───── DATA SHOWN

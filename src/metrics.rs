use std::fmt;
use std::str::FromStr;

use serde::{Deserialize, Deserializer, Serialize, Serializer};

use crate::dataset::{SeasonDataset, TeamGameRow};
use crate::error::{QueryError, Result};

/// Free-throw weight in Dean Oliver's possession estimate.
pub const FTA_POSSESSION_WEIGHT: f64 = 0.44;
pub const GAME_MINUTES: f64 = 48.0;
pub const PLAYERS_ON_FLOOR: f64 = 5.0;
pub const DEFAULT_TEAM_MINUTES: u32 = 240;

/// The closed allow-list of team metrics.
#[derive(Debug, Clone, Copy, PartialEq, Eq, Hash, PartialOrd, Ord)]
pub enum Metric {
    ORtg,
    DRtg,
    NetRtg,
    EfgPct,
    TsPct,
    Pace,
    AstRate,
    TovRate,
    Ppg,
}

#[derive(Debug, Clone, Copy, PartialEq, Eq)]
pub enum Direction {
    HigherBetter,
    LowerBetter,
}

impl Metric {
    pub const ALL: [Metric; 9] = [
        Metric::ORtg,
        Metric::DRtg,
        Metric::NetRtg,
        Metric::EfgPct,
        Metric::TsPct,
        Metric::Pace,
        Metric::AstRate,
        Metric::TovRate,
        Metric::Ppg,
    ];

    pub fn name(self) -> &'static str {
        match self {
            Metric::ORtg => "ORtg",
            Metric::DRtg => "DRtg",
            Metric::NetRtg => "NET_RTG",
            Metric::EfgPct => "eFG%",
            Metric::TsPct => "TS%",
            Metric::Pace => "PACE",
            Metric::AstRate => "AST_RATE",
            Metric::TovRate => "TOV_RATE",
            Metric::Ppg => "PPG",
        }
    }

    /// Strict lookup against the allow-list. `eFG` and `TS` are accepted without the
    /// percent sign; anything else is rejected verbatim.
    pub fn parse(raw: &str) -> Result<Metric> {
        let token = raw.trim();
        let found = match token {
            "ORtg" => Some(Metric::ORtg),
            "DRtg" => Some(Metric::DRtg),
            "NET_RTG" => Some(Metric::NetRtg),
            "eFG%" | "eFG" => Some(Metric::EfgPct),
            "TS%" | "TS" => Some(Metric::TsPct),
            "PACE" => Some(Metric::Pace),
            "AST_RATE" => Some(Metric::AstRate),
            "TOV_RATE" => Some(Metric::TovRate),
            "PPG" => Some(Metric::Ppg),
            _ => None,
        };
        found.ok_or_else(|| QueryError::UnknownMetric(raw.to_string()))
    }

    pub fn direction(self) -> Direction {
        match self {
            Metric::DRtg | Metric::TovRate => Direction::LowerBetter,
            _ => Direction::HigherBetter,
        }
    }

    /// Metrics that can only be computed with the opponent's row of the same game.
    pub fn needs_opponent(self) -> bool {
        matches!(self, Metric::DRtg | Metric::NetRtg)
    }

    pub fn formula(self) -> &'static str {
        match self {
            Metric::ORtg => "ORtg = 100 * PTS / POSS",
            Metric::DRtg => "DRtg = 100 * opponent PTS / opponent POSS",
            Metric::NetRtg => "NET_RTG = ORtg - DRtg",
            Metric::EfgPct => "eFG% = (FGM + 0.5 * 3PM) / FGA",
            Metric::TsPct => "TS% = PTS / (2 * (FGA + 0.44 * FTA))",
            Metric::Pace => "PACE = 48 * POSS / (MIN / 5)",
            Metric::AstRate => "AST_RATE = AST / POSS",
            Metric::TovRate => "TOV_RATE = TOV / POSS",
            Metric::Ppg => "PPG = PTS / games",
        }
    }
}

impl fmt::Display for Metric {
    fn fmt(&self, f: &mut fmt::Formatter<'_>) -> fmt::Result {
        f.write_str(self.name())
    }
}

impl FromStr for Metric {
    type Err = QueryError;

    fn from_str(s: &str) -> Result<Self> {
        Metric::parse(s)
    }
}

impl Serialize for Metric {
    fn serialize<S: Serializer>(&self, serializer: S) -> std::result::Result<S::Ok, S::Error> {
        serializer.serialize_str(self.name())
    }
}

impl<'de> Deserialize<'de> for Metric {
    fn deserialize<D: Deserializer<'de>>(deserializer: D) -> std::result::Result<Self, D::Error> {
        let raw = String::deserialize(deserializer)?;
        Metric::parse(&raw).map_err(serde::de::Error::custom)
    }
}

/// Raw box-score counts. A single game and a window of games share this shape so the
/// same formulas apply to both: windowed rates are always computed from summed counts.
#[derive(Debug, Clone, Copy, Default, PartialEq, Serialize)]
pub struct BoxCounts {
    pub games: u32,
    pub fgm: f64,
    pub fga: f64,
    pub fg3m: f64,
    pub ftm: f64,
    pub fta: f64,
    pub oreb: f64,
    pub dreb: f64,
    pub ast: f64,
    pub tov: f64,
    pub pts: f64,
    pub minutes: f64,
}

impl BoxCounts {
    pub fn from_row(row: &TeamGameRow) -> Self {
        Self {
            games: 1,
            fgm: f64::from(row.fgm),
            fga: f64::from(row.fga),
            fg3m: f64::from(row.fg3m),
            ftm: f64::from(row.ftm),
            fta: f64::from(row.fta),
            oreb: f64::from(row.oreb),
            dreb: f64::from(row.dreb),
            ast: f64::from(row.ast),
            tov: f64::from(row.tov),
            pts: f64::from(row.pts),
            minutes: f64::from(row.minutes),
        }
    }

    pub fn add(&mut self, other: &BoxCounts) {
        self.games += other.games;
        self.fgm += other.fgm;
        self.fga += other.fga;
        self.fg3m += other.fg3m;
        self.ftm += other.ftm;
        self.fta += other.fta;
        self.oreb += other.oreb;
        self.dreb += other.dreb;
        self.ast += other.ast;
        self.tov += other.tov;
        self.pts += other.pts;
        self.minutes += other.minutes;
    }

    pub fn possessions(&self) -> f64 {
        self.fga + FTA_POSSESSION_WEIGHT * self.fta - self.oreb + self.tov
    }

    pub fn offensive_rating(&self) -> Option<f64> {
        ratio(100.0 * self.pts, self.possessions())
    }

    pub fn efg_pct(&self) -> Option<f64> {
        ratio(self.fgm + 0.5 * self.fg3m, self.fga)
    }

    pub fn ts_pct(&self) -> Option<f64> {
        ratio(self.pts, 2.0 * (self.fga + FTA_POSSESSION_WEIGHT * self.fta))
    }

    pub fn pace(&self) -> Option<f64> {
        ratio(GAME_MINUTES * self.possessions(), self.minutes / PLAYERS_ON_FLOOR)
    }

    pub fn ast_rate(&self) -> Option<f64> {
        ratio(self.ast, self.possessions())
    }

    pub fn tov_rate(&self) -> Option<f64> {
        ratio(self.tov, self.possessions())
    }

    pub fn points_per_game(&self) -> Option<f64> {
        ratio(self.pts, f64::from(self.games))
    }
}

/// Offense-only metrics of one team in one game.
#[derive(Debug, Clone, Copy, PartialEq, Serialize)]
pub struct DerivedGameMetrics {
    pub possessions: f64,
    pub offensive_rating: Option<f64>,
    pub efg_pct: Option<f64>,
    pub ts_pct: Option<f64>,
    pub pace: Option<f64>,
    pub ast_rate: Option<f64>,
    pub tov_rate: Option<f64>,
}

/// Ratings that need both sides of a game.
#[derive(Debug, Clone, Copy, PartialEq, Serialize)]
pub struct PairedRatings {
    pub offensive_rating: Option<f64>,
    pub defensive_rating: Option<f64>,
    pub net_rating: Option<f64>,
}

pub fn derive_game_metrics(row: &TeamGameRow) -> DerivedGameMetrics {
    let counts = BoxCounts::from_row(row);
    DerivedGameMetrics {
        possessions: counts.possessions(),
        offensive_rating: counts.offensive_rating(),
        efg_pct: counts.efg_pct(),
        ts_pct: counts.ts_pct(),
        pace: counts.pace(),
        ast_rate: counts.ast_rate(),
        tov_rate: counts.tov_rate(),
    }
}

/// Points allowed per 100 opposing possessions: the opponent's ORtg in the same game.
pub fn defensive_rating(dataset: &SeasonDataset, row: &TeamGameRow) -> Result<Option<f64>> {
    let opponent = dataset.opponent_of(row)?;
    Ok(BoxCounts::from_row(opponent).offensive_rating())
}

pub fn paired_ratings(dataset: &SeasonDataset, row: &TeamGameRow) -> Result<PairedRatings> {
    let offensive_rating = BoxCounts::from_row(row).offensive_rating();
    let defensive_rating = defensive_rating(dataset, row)?;
    Ok(PairedRatings {
        offensive_rating,
        defensive_rating,
        net_rating: net(offensive_rating, defensive_rating),
    })
}

/// Per-game metrics for every row, in dataset order.
pub fn enrich(dataset: &SeasonDataset) -> Vec<DerivedGameMetrics> {
    use rayon::prelude::*;

    dataset.rows().par_iter().map(derive_game_metrics).collect()
}

pub(crate) fn net(ortg: Option<f64>, drtg: Option<f64>) -> Option<f64> {
    match (ortg, drtg) {
        (Some(o), Some(d)) => Some(o - d),
        _ => None,
    }
}

fn ratio(num: f64, den: f64) -> Option<f64> {
    if den > 0.0 && num.is_finite() && den.is_finite() {
        Some(num / den)
    } else {
        None
    }
}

──────────

WORK INSTRUCTIONS:
Lines containing the word "HigherBetter" are to be pulled from the records and copied.

ANSWER FOR THE TASK:
    HigherBetter,
            _ => Direction::HigherBetter,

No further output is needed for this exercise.